Although recent umbrella reviews investigated components of decisional needs and identify interventions to support decision making about contraceptives [14,15], none have focused on the perspectives of young women making this decision [2,13]. The overall aim of our umbrella review was to summarize the evidence specific the decisional needs and effective decision support interventions for young women (aged 11–30) considering contraceptive options.

Review questions

  1. What are the decisional needs of young women facing contraceptive options?

  2. What are the effects of interventions that support young women in making decisions about contraceptive options on their knowledge, participation in decision making and experiences?

Methods

We conducted an umbrella review following the Joanna Briggs Institute (JBI) methodology for umbrella reviews [16] and theoretically informed by the Ottawa Decision Support Framework (ODSF) [13]. The protocol was registered in Prospero 2023 CRD42023402147. We reported the findings using the Preferred Reporting Items for Systematic Reviews and Meta-Analyses (PRISMA) guidelines [17].

According to the ODSF [13,18], there are three key elements to consider for supporting people to be involved in decision making: decisional needs, decision support interventions and decisional outcomes. Common decisional needs include decisional conflict, inadequate knowledge, unrealistic expectations, unclear values, inadequate support and resources, and clinical and personal needs [19]. Decision support interventions that can be used to address the decisional needs include clinical counselling, patient decision aids, or decision coaching [13]. Decisional outcomes are focused on enhancing the quality of the decision and quality of the decision making process, ultimately indicative of a reduction in decisional needs.

Eligibility criteria

The inclusion and exclusion criteria are described using JBI framework: Population, Intervention and phenomenon of Interest, Context, Outcomes of Interest, and Study design (PICOS) [16,20].

Population

We included reviews of young women after menarche and no previous pregnancy (i.e., approximately 11 to 30 years old). For reviews of women of all age groups considering contraception, we only included those who reported specific findings for young women (≤ 30 years). For reviews that included nulliparous and parous women, we included reviews if more than 50% of participants did not report being or ever having been pregnant. We excluded reviews that investigated the perspectives of males, significant others, family members, or healthcare professionals. We also excluded reviews of women postpartum, seeking abortion, or with a specific health condition (e.g., rheumatoid arthritis, cancer, psychiatric disorders).

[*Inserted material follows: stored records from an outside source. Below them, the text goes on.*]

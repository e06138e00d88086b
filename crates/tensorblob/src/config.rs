use serde::{Deserialize, Serialize};

use crate::error::BlobError;

/// Default number of elements per chunk.
pub const DEFAULT_CHUNK_SIZE: usize = 1_000_000;

/// Default upper bound on serializer worker threads.
pub const DEFAULT_MAX_SERIALIZER_THREADS: usize = 16;

/// Configuration for the serialization engine.
///
/// The configuration is fixed once the [`crate::BlobCodec`] is built.
///
/// NOTE: `serialize_fp16_as_bytes` changes the wire layout of FLOAT16 tensors.
/// Readers accept both layouts, but an older reader that only knows the int32
/// layout cannot read byte-pair records. There is no version negotiation.
#[derive(Debug, Clone, PartialEq, Eq, Serialize, Deserialize)]
#[serde(default)]
pub struct SerializerConfig {
    /// Number of elements per chunk when the caller asks for the default.
    pub chunk_size: usize,
    /// Maximum number of worker threads used to encode the chunks of one tensor.
    pub max_serializer_threads: usize,
    /// Write FLOAT16 tensors as little-endian byte pairs instead of int32 bit patterns.
    pub serialize_fp16_as_bytes: bool,
    /// Reject overlapping and missing chunks when assembling tensors.
    pub strict_segments: bool,
}

impl Default for SerializerConfig {
    fn default() -> Self {
        Self {
            chunk_size: DEFAULT_CHUNK_SIZE,
            max_serializer_threads: DEFAULT_MAX_SERIALIZER_THREADS,
            serialize_fp16_as_bytes: false,
            strict_segments: false,
        }
    }
}

const ENV_CHUNK_SIZE: &str = "TENSORBLOB_CHUNK_SIZE";
const ENV_MAX_SERIALIZER_THREADS: &str = "TENSORBLOB_MAX_SERIALIZER_THREADS";
const ENV_SERIALIZE_FP16_AS_BYTES: &str = "TENSORBLOB_SERIALIZE_FP16_AS_BYTES";
const ENV_STRICT_SEGMENTS: &str = "TENSORBLOB_STRICT_SEGMENTS";

impl SerializerConfig {
    /// Sets the default chunk size.
    pub fn with_chunk_size(mut self, chunk_size: usize) -> Self {
        self.chunk_size = chunk_size;
        self
    }

    /// Sets the maximum number of serializer threads.
    pub fn with_max_serializer_threads(mut self, threads: usize) -> Self {
        self.max_serializer_threads = threads;
        self
    }

    /// Sets the FLOAT16 wire layout.
    pub fn with_serialize_fp16_as_bytes(mut self, enabled: bool) -> Self {
        self.serialize_fp16_as_bytes = enabled;
        self
    }

    /// Enables strict chunk assembly.
    pub fn with_strict_segments(mut self, enabled: bool) -> Self {
        self.strict_segments = enabled;
        self
    }

    /// Parses a configuration from JSON. Missing fields take their defaults.
    ///
    /// # Errors
    ///
    /// Returns [`BlobError::InvalidConfig`] if the JSON is malformed or the values are invalid.
    pub fn from_json(json: &str) -> Result<Self, BlobError> {
        let config: Self =
            serde_json::from_str(json).map_err(|e| BlobError::invalid_config("json", e.to_string()))?;
        config.validate()?;
        Ok(config)
    }

    /// Builds a configuration from the `TENSORBLOB_*` environment variables.
    ///
    /// Unset variables keep their defaults.
    ///
    /// # Errors
    ///
    /// Returns [`BlobError::InvalidConfig`] if a variable cannot be parsed.
    pub fn from_env() -> Result<Self, BlobError> {
        Self::from_lookup(|key| std::env::var(key).ok())
    }

    fn from_lookup(lookup: impl Fn(&str) -> Option<String>) -> Result<Self, BlobError> {
        let mut config = Self::default();
        if let Some(v) = lookup(ENV_CHUNK_SIZE) {
            config.chunk_size = parse_usize(ENV_CHUNK_SIZE, &v)?;
        }
        if let Some(v) = lookup(ENV_MAX_SERIALIZER_THREADS) {
            config.max_serializer_threads = parse_usize(ENV_MAX_SERIALIZER_THREADS, &v)?;
        }
        if let Some(v) = lookup(ENV_SERIALIZE_FP16_AS_BYTES) {
            config.serialize_fp16_as_bytes = parse_bool(ENV_SERIALIZE_FP16_AS_BYTES, &v)?;
        }
        if let Some(v) = lookup(ENV_STRICT_SEGMENTS) {
            config.strict_segments = parse_bool(ENV_STRICT_SEGMENTS, &v)?;
        }
        config.validate()?;
        Ok(config)
    }

    /// Checks the configuration values.
    ///
    /// # Errors
    ///
    /// Returns [`BlobError::InvalidConfig`] if the chunk size is zero.
    pub fn validate(&self) -> Result<(), BlobError> {
        if self.chunk_size == 0 {
            return Err(BlobError::invalid_config("chunk_size", "must be > 0"));
        }
        Ok(())
    }
}

fn parse_usize(key: &str, value: &str) -> Result<usize, BlobError> {
    value
        .trim()
        .parse()
        .map_err(|e: std::num::ParseIntError| BlobError::invalid_config(key, e.to_string()))
}

fn parse_bool(key: &str, value: &str) -> Result<bool, BlobError> {
    match value.trim().to_ascii_lowercase().as_str() {
        "1" | "true" | "yes" | "on" => Ok(true),
        "0" | "false" | "no" | "off" => Ok(false),
        other => Err(BlobError::invalid_config(
            key,
            format!("expected a boolean, got {other:?}"),
        )),
    }
}
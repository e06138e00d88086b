use thiserror::Error;

use crate::dtype::ElementType;

/// An error type for device copy operations.
#[derive(Error, Debug, PartialEq)]
pub enum DeviceError {
    /// The wire code does not name a known device type.
    #[error("Unknown device type code {0}")]
    UnknownDeviceType(i32),

    /// No copy service is available for the requested device.
    #[error("Device {0} is not supported by this copy service")]
    UnsupportedDevice(String),

    /// Source and destination of a copy have different lengths.
    #[error("Copy size mismatch: source has {src} bytes, destination has {dst} bytes")]
    SizeMismatch {
        /// Number of bytes in the source buffer
        src: usize,
        /// Number of bytes in the destination buffer
        dst: usize,
    },

    /// The device reported a failure while copying or synchronizing.
    #[error("Device copy failed: {0}")]
    CopyFailed(String),
}

impl DeviceError {
    /// Returns a user-friendly suggestion for resolving the error.
    pub fn suggestion(&self) -> &str {
        match self {
            Self::UnknownDeviceType(_) => {
                "The record was written by a newer producer or is corrupted"
            }
            Self::UnsupportedDevice(_) => {
                "Build the codec with a DeviceCopyService that handles this device"
            }
            Self::SizeMismatch { .. } => "Check the element counts of both buffers",
            Self::CopyFailed(_) => "Check the device driver logs",
        }
    }
}

/// An error type for typed buffer operations.
#[derive(Error, Debug, PartialEq)]
pub enum TensorError {
    /// Tensor shape does not match the provided data.
    #[error("Shape mismatch: expected {expected} elements for shape, but got {actual} elements in data")]
    InvalidShape {
        /// Expected number of elements based on shape
        expected: usize,
        /// Actual number of elements in the data
        actual: usize,
    },

    /// The buffer holds a different element type than requested.
    #[error("Type mismatch: buffer holds {actual:?}, requested {expected:?}")]
    TypeMismatch {
        /// The requested element type
        expected: ElementType,
        /// The element type of the buffer
        actual: ElementType,
    },

    /// The shape describes more elements than a buffer can address.
    #[error("Shape {0:?} overflows the addressable number of elements")]
    ShapeOverflow(Vec<usize>),

    /// The allocator refused the storage.
    #[error("Cannot allocate storage for {0} elements")]
    AllocationFailed(usize),

    /// The element type cannot back a storage allocation.
    #[error("Cannot allocate storage for element type {0:?}")]
    UnallocatableType(ElementType),

    /// Underlying device operation failed.
    #[error("Device error: {0}")]
    DeviceError(#[from] DeviceError),
}

impl TensorError {
    /// Creates an InvalidShape error with clear context.
    pub fn invalid_shape(expected: usize, actual: usize) -> Self {
        Self::InvalidShape { expected, actual }
    }

    /// Creates a TypeMismatch error.
    pub fn type_mismatch(expected: ElementType, actual: ElementType) -> Self {
        Self::TypeMismatch { expected, actual }
    }
}
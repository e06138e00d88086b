use crate::error::DeviceError;

/// Device type enumeration for tensor storage.
///
/// The discriminants are the stable codes written into serialized records.
#[derive(Debug, Clone, Copy, PartialEq, Eq, Hash, Default)]
#[repr(i32)]
pub enum DeviceType {
    /// Host memory.
    #[default]
    Cpu = 0,
    /// NVIDIA CUDA device memory.
    Cuda = 1,
    /// MKL-DNN layout on the host.
    Mkldnn = 2,
    /// OpenGL texture memory.
    OpenGl = 3,
    /// OpenCL device memory.
    OpenCl = 4,
    /// IDEEP layout on the host.
    Ideep = 5,
    /// AMD HIP device memory.
    Hip = 6,
    /// FPGA device memory.
    Fpga = 7,
    /// MSNPU device memory.
    Msnpu = 8,
    /// XLA device memory.
    Xla = 9,
}

impl DeviceType {
    /// All known device types, in wire code order.
    pub const ALL: [DeviceType; 10] = [
        DeviceType::Cpu,
        DeviceType::Cuda,
        DeviceType::Mkldnn,
        DeviceType::OpenGl,
        DeviceType::OpenCl,
        DeviceType::Ideep,
        DeviceType::Hip,
        DeviceType::Fpga,
        DeviceType::Msnpu,
        DeviceType::Xla,
    ];

    /// Returns the upper-case device type name, e.g. `"CPU"` or `"CUDA"`.
    pub fn name(&self) -> &'static str {
        match self {
            DeviceType::Cpu => "CPU",
            DeviceType::Cuda => "CUDA",
            DeviceType::Mkldnn => "MKLDNN",
            DeviceType::OpenGl => "OPENGL",
            DeviceType::OpenCl => "OPENCL",
            DeviceType::Ideep => "IDEEP",
            DeviceType::Hip => "HIP",
            DeviceType::Fpga => "FPGA",
            DeviceType::Msnpu => "MSNPU",
            DeviceType::Xla => "XLA",
        }
    }

    /// Returns the wire code of the device type.
    #[inline]
    pub fn code(&self) -> i32 {
        *self as i32
    }
}

impl TryFrom<i32> for DeviceType {
    type Error = DeviceError;

    fn try_from(code: i32) -> Result<Self, Self::Error> {
        DeviceType::ALL
            .into_iter()
            .find(|d| d.code() == code)
            .ok_or(DeviceError::UnknownDeviceType(code))
    }
}

impl std::fmt::Display for DeviceType {
    fn fmt(&self, f: &mut std::fmt::Formatter<'_>) -> std::fmt::Result {
        write!(f, "{}", self.name().to_lowercase())
    }
}

/// Identifies where a tensor's storage lives: a device type plus an ordinal.
#[derive(Debug, Clone, Copy, PartialEq, Eq, Hash, Default)]
pub struct Device {
    device_type: DeviceType,
    device_id: usize,
}

impl Device {
    /// Creates a device from a type and an ordinal.
    pub fn new(device_type: DeviceType, device_id: usize) -> Self {
        Self {
            device_type,
            device_id,
        }
    }

    /// The host device.
    pub fn cpu() -> Self {
        Self::new(DeviceType::Cpu, 0)
    }

    /// Creates a CUDA device with the specified device ID.
    pub fn cuda(device_id: usize) -> Self {
        Self::new(DeviceType::Cuda, device_id)
    }

    /// Returns the device type.
    #[inline]
    pub fn device_type(&self) -> DeviceType {
        self.device_type
    }

    /// Returns the device ordinal.
    #[inline]
    pub fn device_id(&self) -> usize {
        self.device_id
    }

    /// Returns true if the device is CPU.
    pub fn is_cpu(&self) -> bool {
        matches!(self.device_type, DeviceType::Cpu)
    }

    /// Returns true if the memory is not directly host-addressable.
    pub fn is_gpu(&self) -> bool {
        !self.is_cpu()
    }
}

impl std::fmt::Display for Device {
    fn fmt(&self, f: &mut std::fmt::Formatter<'_>) -> std::fmt::Result {
        if self.is_cpu() {
            write!(f, "cpu")
        } else {
            write!(f, "{}:{}", self.device_type, self.device_id)
        }
    }
}

#[cfg(test)]
mod tests {
    use super::*;

    #[test]
    fn test_device_cpu() {
        let device = Device::cpu();
        assert_eq!(device.device_type(), DeviceType::Cpu);
        assert_eq!(device.device_id(), 0);
        assert!(device.is_cpu());
        assert!(!device.is_gpu());
        assert_eq!(format!("{}", device), "cpu");
    }

    #[test]
    fn test_device_cuda() {
        let device = Device::cuda(1);
        assert_eq!(device.device_type().name(), "CUDA");
        assert_eq!(device.device_id(), 1);
        assert!(device.is_gpu());
        assert_eq!(format!("{}", device), "cuda:1");
    }

    #[test]
    fn test_device_default() {
        assert_eq!(Device::default(), Device::cpu());
    }

    #[test]
    fn test_device_type_codes() -> Result<(), DeviceError> {
        for device_type in DeviceType::ALL {
            assert_eq!(DeviceType::try_from(device_type.code())?, device_type);
        }
        assert_eq!(
            DeviceType::try_from(42),
            Err(DeviceError::UnknownDeviceType(42))
        );
        Ok(())
    }
}
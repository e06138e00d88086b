//! Device copy abstraction.
//!
//! The serializer never moves memory between devices itself. It asks a
//! [`DeviceCopyService`] for a scoped [`DeviceContext`] bound to one device and
//! copies through it. A context is created per chunk and dropped on every exit
//! path, so contexts are never shared between worker threads.

use half::f16;

use crate::{device::Device, dtype::Element, error::DeviceError};

/// A scoped handle able to copy bytes between one device and host memory.
pub trait DeviceContext {
    /// Returns the device this context is bound to.
    fn device(&self) -> Device;

    /// Makes the context's device current for the calling thread.
    ///
    /// For CPU, this is a no-op.
    fn switch_to_device(&mut self, _stream_id: usize) -> Result<(), DeviceError> {
        Ok(())
    }

    /// Copies `src`, resident on the context's device, into host memory `dst`.
    ///
    /// # Errors
    ///
    /// Returns an error if the lengths differ or the device fails.
    fn copy_bytes_to_host(&mut self, src: &[u8], dst: &mut [u8]) -> Result<(), DeviceError>;

    /// Copies host memory `src` into `dst`, resident on the context's device.
    ///
    /// # Errors
    ///
    /// Returns an error if the lengths differ or the device fails.
    fn copy_bytes_from_host(&mut self, src: &[u8], dst: &mut [u8]) -> Result<(), DeviceError>;

    /// Blocks until every copy issued through this context has completed.
    fn finish_device_computation(&mut self) -> Result<(), DeviceError> {
        Ok(())
    }
}

/// Produces device contexts. Shared by all serializer workers.
pub trait DeviceCopyService: Send + Sync + 'static {
    /// Creates a context bound to `device`.
    ///
    /// # Errors
    ///
    /// Returns [`DeviceError::UnsupportedDevice`] if the service cannot reach the device.
    fn create_context(&self, device: Device) -> Result<Box<dyn DeviceContext>, DeviceError>;
}

/// Host-only copy service.
#[derive(Debug, Clone, Copy, Default)]
pub struct CpuCopyService;

impl DeviceCopyService for CpuCopyService {
    fn create_context(&self, device: Device) -> Result<Box<dyn DeviceContext>, DeviceError> {
        if !device.is_cpu() {
            return Err(DeviceError::UnsupportedDevice(device.to_string()));
        }
        Ok(Box::new(CpuContext))
    }
}

/// Context for host memory: every copy is a plain `memcpy`.
#[derive(Debug, Clone, Copy, Default)]
pub struct CpuContext;

/// Copies between two host byte slices of equal length.
pub fn copy_host_bytes(src: &[u8], dst: &mut [u8]) -> Result<(), DeviceError> {
    if src.len() != dst.len() {
        return Err(DeviceError::SizeMismatch {
            src: src.len(),
            dst: dst.len(),
        });
    }
    dst.copy_from_slice(src);
    Ok(())
}

impl DeviceContext for CpuContext {
    fn device(&self) -> Device {
        Device::cpu()
    }

    fn copy_bytes_to_host(&mut self, src: &[u8], dst: &mut [u8]) -> Result<(), DeviceError> {
        copy_host_bytes(src, dst)
    }

    fn copy_bytes_from_host(&mut self, src: &[u8], dst: &mut [u8]) -> Result<(), DeviceError> {
        copy_host_bytes(src, dst)
    }
}

/// Elements that can be moved through a [`DeviceContext`].
pub trait DeviceCopy: Element + Copy + Default {
    /// Copies device-resident `src` into host `dst`.
    fn copy_to_host(
        ctx: &mut dyn DeviceContext,
        src: &[Self],
        dst: &mut [Self],
    ) -> Result<(), DeviceError>;

    /// Copies host `src` into device-resident `dst`.
    fn copy_from_host(
        ctx: &mut dyn DeviceContext,
        src: &[Self],
        dst: &mut [Self],
    ) -> Result<(), DeviceError>;
}

macro_rules! impl_device_copy_pod {
    ($($ty:ty),*) => {
        $(
            impl DeviceCopy for $ty {
                fn copy_to_host(
                    ctx: &mut dyn DeviceContext,
                    src: &[Self],
                    dst: &mut [Self],
                ) -> Result<(), DeviceError> {
                    ctx.copy_bytes_to_host(
                        bytemuck::cast_slice(src),
                        bytemuck::cast_slice_mut(dst),
                    )
                }

                fn copy_from_host(
                    ctx: &mut dyn DeviceContext,
                    src: &[Self],
                    dst: &mut [Self],
                ) -> Result<(), DeviceError> {
                    ctx.copy_bytes_from_host(
                        bytemuck::cast_slice(src),
                        bytemuck::cast_slice_mut(dst),
                    )
                }
            }
        )*
    };
}

impl_device_copy_pod!(f32, f64, i8, i16, i32, i64, u8, u16, f16);

// bool has invalid bit patterns, so copies go through a byte staging buffer
impl DeviceCopy for bool {
    fn copy_to_host(
        ctx: &mut dyn DeviceContext,
        src: &[Self],
        dst: &mut [Self],
    ) -> Result<(), DeviceError> {
        let mut staging = vec![0u8; dst.len()];
        ctx.copy_bytes_to_host(bytemuck::cast_slice(src), &mut staging)?;
        dst.iter_mut()
            .zip(staging)
            .for_each(|(d, byte)| *d = byte != 0);
        Ok(())
    }

    fn copy_from_host(
        ctx: &mut dyn DeviceContext,
        src: &[Self],
        dst: &mut [Self],
    ) -> Result<(), DeviceError> {
        let mut staging = vec![0u8; dst.len()];
        ctx.copy_bytes_from_host(bytemuck::cast_slice(src), &mut staging)?;
        dst.iter_mut()
            .zip(staging)
            .for_each(|(d, byte)| *d = byte != 0);
        Ok(())
    }
}

#[cfg(test)]
mod tests {
    use super::*;
    use crate::device::DeviceType;

    #[test]
    fn test_cpu_context_copy() -> Result<(), DeviceError> {
        let mut ctx = CpuCopyService.create_context(Device::cpu())?;
        let src = vec![1.5f32, 2.5, -3.0];
        let mut dst = vec![0.0f32; 3];
        f32::copy_to_host(ctx.as_mut(), &src, &mut dst)?;
        assert_eq!(dst, src);
        ctx.finish_device_computation()?;
        Ok(())
    }

    #[test]
    fn test_cpu_context_size_mismatch() {
        let mut ctx = CpuContext;
        let err = i32::copy_from_host(&mut ctx, &[1, 2, 3], &mut [0; 2]);
        assert_eq!(err, Err(DeviceError::SizeMismatch { src: 12, dst: 8 }));
    }

    #[test]
    fn test_cpu_service_rejects_other_devices() {
        let res = CpuCopyService.create_context(Device::new(DeviceType::Hip, 0));
        assert!(matches!(res, Err(DeviceError::UnsupportedDevice(_))));
    }

    #[test]
    fn test_bool_copy() -> Result<(), DeviceError> {
        let mut ctx = CpuContext;
        let src = [true, false, true];
        let mut dst = [false; 3];
        bool::copy_from_host(&mut ctx, &src, &mut dst)?;
        assert_eq!(dst, src);
        Ok(())
    }

    #[test]
    fn test_service_trait_object() -> Result<(), DeviceError> {
        let services: Vec<Box<dyn DeviceCopyService>> = vec![Box::new(CpuCopyService)];
        for service in services {
            let ctx = service.create_context(Device::cpu())?;
            assert_eq!(ctx.device(), Device::cpu());
        }
        Ok(())
    }
}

Intervention and phenomena of interest

The phenomena of interest included decisional needs about contraception decision making (research question 1) and interventions to support decision making about contraceptive options (research questions 2). Interventions for example included patient decision aids or patient education materials. Reviews were excluded if they focused on emergency contraception, pregnancy decisions, abortion, human immunodeficiency virus (HIV) or sexually transmitted diseases (STD) prevention, actual use of contraceptives (e.g., prevalence studies), or sterilization.

Context

Eligible reviews for decisional needs were conducted in global north countries as indicated in the World Bank’s interactive map [21]. Reviews were excluded if they were conducted in global south countries given the differences in healthcare services supporting young women considering contraception (e.g., availability of contraceptives, cost, cultural practices) [22,23].

Eligible reviews for interventions to support decision making were from any country. That interventions may be universally applied across higher and lower income countries and decision support interventions may be adapted for use in other countries.

Outcomes of interest

Eligible reviews reported on any decisional needs (e.g., decisional conflict, inadequate knowledge, unrealistic expectations, unsupported, unclear values, clinical and personal needs and/or other outcomes indicating decisional needs).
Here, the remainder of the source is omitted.